:: Exercise objective ::
What you produce should match the records exactly, line for line.

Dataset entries

····················

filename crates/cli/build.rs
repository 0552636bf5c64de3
use std::process::Command;

fn main() {
    // Embed git commit hash for version info
    println!("cargo:rerun-if-changed=../../.git/HEAD");

    let git_hash = Command::new("git")
        .args(["rev-parse", "--short=7", "HEAD"])
        .output()
        .ok()
        .filter(|output| output.status.success())
        .and_then(|output| String::from_utf8(output.stdout).ok())
        .map(|s| s.trim().to_string())
        .unwrap_or_else(|| "unknown".to_string());

    println!("cargo:rustc-env=GIT_COMMIT_HASH={}", git_hash);
}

····················

:: Expected answer ::
filename crates/cli/build.rs
repository 0552636bf5c64de3
use std::process::Command;

fn main() {
    // Embed git commit hash for version info
    println!("cargo:rerun-if-changed=../../.git/HEAD");

    let git_hash = Command::new("git")
        .args(["rev-parse", "--short=7", "HEAD"])
        .output()
        .ok()
        .filter(|output| output.status.success())
        .and_then(|output| String::from_utf8(output.stdout).ok())
        .map(|s| s.trim().to_string())
        .unwrap_or_else(|| "unknown".to_string());

    println!("cargo:rustc-env=GIT_COMMIT_HASH={}", git_hash);
}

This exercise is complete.